Self-driving cars are much closer to becoming an everyday reality than many people think. The problem, though, is securing them to a proper degree. On that front, researchers in the automotive security field offer good news and bad news.
Manufacturers of autonomous (driverless) vehicles have started this year to test their products in real-world traffic conditions, paving the road for the technology to become available for purchase in a few years. Consumers will soon be able to ride on approved roads in cars with no driver behind the wheel.
At the Black Hat security conference this year, Charlie Miller and Chris Valasek talked about securing self-driving cars in a corporate-owned fleet.
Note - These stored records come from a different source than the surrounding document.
use crate::catalog::domain::{Catalog, Product};
use crate::shared::Result;

/// Maximum length of a search query to prevent pathological input
const MAX_QUERY_LENGTH: usize = 255;

/// CatalogFilter - Free-text search over the built catalog
///
/// Matching is a case-insensitive substring test against the product
/// name, brand, category, form factor, every driver's OS/model/version
/// and the joined OS list. An empty query matches every product.
#[derive(Debug, Clone)]
pub struct CatalogFilter {
    needle: String,
}

impl CatalogFilter {
    /// Creates a filter from a raw query string
    ///
    /// # Errors
    /// Returns an error if the query exceeds `MAX_QUERY_LENGTH`
    pub fn new(query: &str) -> Result<Self> {
        let trimmed = query.trim();
        if trimmed.len() > MAX_QUERY_LENGTH {
            anyhow::bail!(
                "Search query is too long ({} bytes). Maximum allowed: {} bytes",
                trimmed.len(),
                MAX_QUERY_LENGTH
            );
        }

        Ok(Self {
            needle: trimmed.to_lowercase(),
        })
    }

    pub fn is_empty(&self) -> bool {
        self.needle.is_empty()
    }

    /// Checks whether a product matches the query
    pub fn matches(&self, product: &Product) -> bool {
        if self.needle.is_empty() {
            return true;
        }

        let hit = |text: &str| text.to_lowercase().contains(&self.needle);

        hit(product.display_name())
            || hit(product.brand())
            || hit(product.category())
            || hit(product.form_factor())
            || product.drivers().iter().any(|d| {
                hit(d.os()) || d.model().is_some_and(|m| hit(m)) || hit(d.version())
            })
            || hit(&product.joined_os_list())
    }

    /// Returns matching products in catalog order, drivers sorted by OS
    pub fn filter(&self, catalog: &Catalog) -> Vec<Product> {
        catalog
            .to_ordered_list()
            .into_iter()
            .filter(|p| self.matches(p))
            .collect()
    }
}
The two are well-known for their car-hacking research and for demonstrating three years ago a remote control attack on a Jeep Cherokee.
Autonomous cars are essentially computers on wheels, with an attack surface consisting of software, firmware and the hardware available under the hood. Technology standards in car manufacturing are not aligned to current security practices, making the end product vulnerable to exploitation techniques that are common, and easy to defend against these days.
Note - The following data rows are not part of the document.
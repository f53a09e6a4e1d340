use crate::catalog::domain::RawRow;
use crate::ports::outbound::SheetSource;
use crate::shared::error::CatalogError;
use crate::shared::security::{read_regular_file, validate_path_component};
use crate::shared::Result;
use async_trait::async_trait;
use std::path::{Path, PathBuf};

/// DirectorySheetSource adapter for reading exported sheets from disk
///
/// Each sheet is expected at `{dir}/{sheet}.json` holding the same JSON
/// array the sheet API returns. Useful offline and for reproducible runs.
pub struct DirectorySheetSource {
    dir: PathBuf,
}

impl DirectorySheetSource {
    /// Creates a source rooted at `dir`
    ///
    /// # Errors
    /// Returns an error if `dir` is not an existing directory
    pub fn new(dir: impl Into<PathBuf>) -> Result<Self> {
        let dir = dir.into();
        if !dir.is_dir() {
            return Err(CatalogError::FileReadError {
                path: dir,
                details: "Sheet directory does not exist or is not a directory".to_string(),
            }
            .into());
        }
        Ok(Self { dir })
    }

    pub fn dir(&self) -> &Path {
        &self.dir
    }

    fn sheet_path(&self, sheet_name: &str) -> Result<PathBuf> {
        validate_path_component(sheet_name, "Sheet name")?;
        Ok(self.dir.join(format!("{}.json", sheet_name)))
    }
}

#[async_trait]
impl SheetSource for DirectorySheetSource {
    async fn fetch_rows(&self, sheet_name: &str) -> Result<Vec<RawRow>> {
        let path = self.sheet_path(sheet_name)?;
        let body = read_regular_file(&path, "sheet export").map_err(|e| {
            CatalogError::SheetUnavailable {
                sheet: sheet_name.to_string(),
                details: e.to_string(),
            }
        })?;
        RawRow::rows_from_json(sheet_name, &body)
    }
}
The use of outdated, insecure technology is one problem in developing cars of the near future. Although in themselves they constitute cutting-edge technology, the various sensors, microcontrollers and actuators that dictate their responses are from an earlier generation, unfamiliar with modern security issues, yet highly susceptible to them.
For internal communication between components, for instance, autonomous vehicles use Ethernet, which comes with an authentication mechanism for the devices that want to connect to the network. However, not all devices support this feature. Many Ethernet-based cameras, essential for mapping the surroundings and feeding the input to the computers in the car, “aren’t too concerned with device authentication at that layer,” the researchers explain.
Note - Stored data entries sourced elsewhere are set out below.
use crate::application::read_models::{
    CatalogMetadataView, CatalogReadModel, DriverView, ProductView, SheetReportView,
    SidebarNodeView,
};
use crate::ports::outbound::CatalogFormatter;
use crate::shared::Result;
use serde::Serialize;

#[derive(Debug, Serialize)]
#[serde(rename_all = "camelCase")]
struct CatalogDocument<'a> {
    metadata: Metadata<'a>,
    products: Vec<Product<'a>>,
    #[serde(skip_serializing_if = "Option::is_none")]
    sidebar: Option<Vec<SidebarNode<'a>>>,
}

#[derive(Debug, Serialize)]
#[serde(rename_all = "camelCase")]
struct Metadata<'a> {
    generated_at: &'a str,
    tool: Tool<'a>,
    status: &'a str,
    used_sample_data: bool,
    #[serde(skip_serializing_if = "Option::is_none")]
    search: Option<&'a str>,
    total_products: usize,
    matched_products: usize,
    sheets: Vec<Sheet<'a>>,
}

#[derive(Debug, Serialize)]
struct Tool<'a> {
    name: &'a str,
    version: &'a str,
}

#[derive(Debug, Serialize)]
struct Sheet<'a> {
    name: &'a str,
    rows: usize,
    #[serde(skip_serializing_if = "Option::is_none")]
    error: Option<&'a str>,
}

#[derive(Debug, Serialize)]
#[serde(rename_all = "camelCase")]
struct Product<'a> {
    name: &'a str,
    brand: &'a str,
    brand_color: &'a str,
    category: &'a str,
    status: &'a str,
    form_factor: &'a str,
    firmware: &'a str,
    spec: &'a str,
    swid: &'a str,
    drivers: Vec<Driver<'a>>,
}

#[derive(Debug, Serialize)]
#[serde(rename_all = "camelCase")]
struct Driver<'a> {
    os: &'a str,
    os_label: &'a str,
    #[serde(skip_serializing_if = "Option::is_none")]
    model: Option<&'a str>,
    version: &'a str,
}

#[derive(Debug, Serialize)]
struct SidebarNode<'a> {
    label: &'a str,
    kind: &'static str,
    #[serde(skip_serializing_if = "Vec::is_empty")]
    children: Vec<SidebarNode<'a>>,
}

/// JsonFormatter adapter for machine-readable catalog output
///
/// Serializes the read model into a pretty-printed JSON document with
/// camelCase keys.
pub struct JsonFormatter;

impl JsonFormatter {
    pub fn new() -> Self {
        Self
    }

    fn metadata<'a>(meta: &'a CatalogMetadataView, matched: usize) -> Metadata<'a> {
        Metadata {
            generated_at: &meta.generated_at,
            tool: Tool {
                name: &meta.tool_name,
                version: &meta.tool_version,
            },
            status: &meta.status_message,
            used_sample_data: meta.used_sample_data,
            search: meta.search_query.as_deref(),
            total_products: meta.total_products,
            matched_products: matched,
            sheets: meta.sheets.iter().map(Self::sheet).collect(),
        }
    }

    fn sheet(sheet: &SheetReportView) -> Sheet<'_> {
        Sheet {
            name: &sheet.name,
            rows: sheet.rows,
            error: sheet.error.as_deref(),
        }
    }

    fn product(product: &ProductView) -> Product<'_> {
        Product {
            name: &product.name,
            brand: &product.brand,
            brand_color: product.brand_color,
            category: &product.category,
            status: &product.status,
            form_factor: &product.form_factor,
            firmware: &product.firmware_version,
            spec: &product.spec,
            swid: &product.identifier,
            drivers: product.drivers.iter().map(Self::driver).collect(),
        }
    }

    fn driver(driver: &DriverView) -> Driver<'_> {
        Driver {
            os: &driver.os,
            os_label: &driver.os_label,
            model: driver.model.as_deref(),
            version: &driver.version,
        }
    }

    fn sidebar_node(node: &SidebarNodeView) -> SidebarNode<'_> {
        SidebarNode {
            label: &node.label,
            kind: if node.is_product { "product" } else { "group" },
            children: node.children.iter().map(Self::sidebar_node).collect(),
        }
    }
}

impl Default for JsonFormatter {
    fn default() -> Self {
        Self::new()
    }
}

impl CatalogFormatter for JsonFormatter {
    fn format(&self, model: &CatalogReadModel) -> Result<String> {
        let document = CatalogDocument {
            metadata: Self::metadata(&model.metadata, model.products.len()),
            products: model.products.iter().map(Self::product).collect(),
            sidebar: model
                .sidebar
                .as_ref()
                .map(|roots| roots.iter().map(Self::sidebar_node).collect()),
        };

        Ok(serde_json::to_string_pretty(&document)?)
    }
}

#[cfg(test)]
mod tests {
    use super::*;
    use serde_json::Value;

    fn metadata() -> CatalogMetadataView {
        CatalogMetadataView {
            generated_at: "2024-01-15T10:30:00Z".to_string(),
            tool_name: "driver-catalog".to_string(),
            tool_version: "0.1.0".to_string(),
            status_message: "Loaded 1 product from 1 of 2 sheets".to_string(),
            used_sample_data: false,
            search_query: None,
            total_products: 1,
            sheets: vec![
                SheetReportView {
                    name: "RHEL".to_string(),
                    rows: 1,
                    error: None,
                },
                SheetReportView {
                    name: "ESXi".to_string(),
                    rows: 0,
                    error: Some("HTTP status 404".to_string()),
                },
            ],
        }
    }

    fn product() -> ProductView {
        ProductView {
            name: "X710".to_string(),
            brand: "Intel".to_string(),
            brand_color: "#0068B5",
            category: "Network".to_string(),
            status: "GA".to_string(),
            form_factor: "OCP".to_string(),
            firmware_version: "9.40".to_string(),
            spec: "10GbE".to_string(),
            identifier: "SW-1".to_string(),
            drivers: vec![DriverView {
                os: "RHEL 9".to_string(),
                os_label: "RHEL 9".to_string(),
                model: None,
                version: "2.20".to_string(),
            }],
        }
    }

    fn render(model: &CatalogReadModel) -> Value {
        let output = JsonFormatter::new().format(model).unwrap();
        serde_json::from_str(&output).unwrap()
    }

    #[test]
    fn test_json_document_shape() {
        let json = render(&CatalogReadModel {
            metadata: metadata(),
            products: vec![product()],
            sidebar: None,
        });

        assert_eq!(json["metadata"]["tool"]["name"], "driver-catalog");
        assert_eq!(json["metadata"]["matchedProducts"], 1);
        assert_eq!(json["metadata"]["usedSampleData"], false);
        assert!(json["metadata"].get("search").is_none());
        assert_eq!(json["metadata"]["sheets"][1]["error"], "HTTP status 404");
        assert!(json["metadata"]["sheets"][0].get("error").is_none());

        let product = &json["products"][0];
        assert_eq!(product["name"], "X710");
        assert_eq!(product["brandColor"], "#0068B5");
        assert_eq!(product["formFactor"], "OCP");
        assert_eq!(product["firmware"], "9.40");
        assert_eq!(product["swid"], "SW-1");
        assert_eq!(product["drivers"][0]["osLabel"], "RHEL 9");
        assert!(product["drivers"][0].get("model").is_none());
        assert!(json.get("sidebar").is_none());
    }

    #[test]
    fn test_json_sidebar_kinds() {
        let json = render(&CatalogReadModel {
            metadata: metadata(),
            products: vec![product()],
            sidebar: Some(vec![SidebarNodeView {
                label: "Intel".to_string(),
                is_product: false,
                children: vec![SidebarNodeView {
                    label: "X710".to_string(),
                    is_product: true,
                    children: vec![],
                }],
            }]),
        });

        let root = &json["sidebar"][0];
        assert_eq!(root["kind"], "group");
        assert_eq!(root["children"][0]["kind"], "product");
        assert!(root["children"][0].get("children").is_none());
    }

    #[test]
    fn test_json_empty_products() {
        let json = render(&CatalogReadModel {
            metadata: metadata(),
            products: vec![],
            sidebar: None,
        });
        assert_eq!(json["products"], Value::Array(vec![]));
        assert_eq!(json["metadata"]["matchedProducts"], 0);
    }
}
The good news is that the security hurdles are surmountable, at least to a degree that covers realistic and likely threat models, such as remote attacks, physical access, and attacking individual parts of the vehicle. This is achievable through trusted execution at boot time, cryptographic identities, code and data signing, encryption, and network segregation.
Furthermore, companies that use autonomous vehicles for different types of transportation services can keep them under constant supervision and run diagnosis and install corrective updates when the cars return to the garage at the end of their shift.
For the moment, driverless vehicles produced and tested by notable players on the market are for ride-sharing purposes. The researchers did not consider cars owned by consumers in their paper.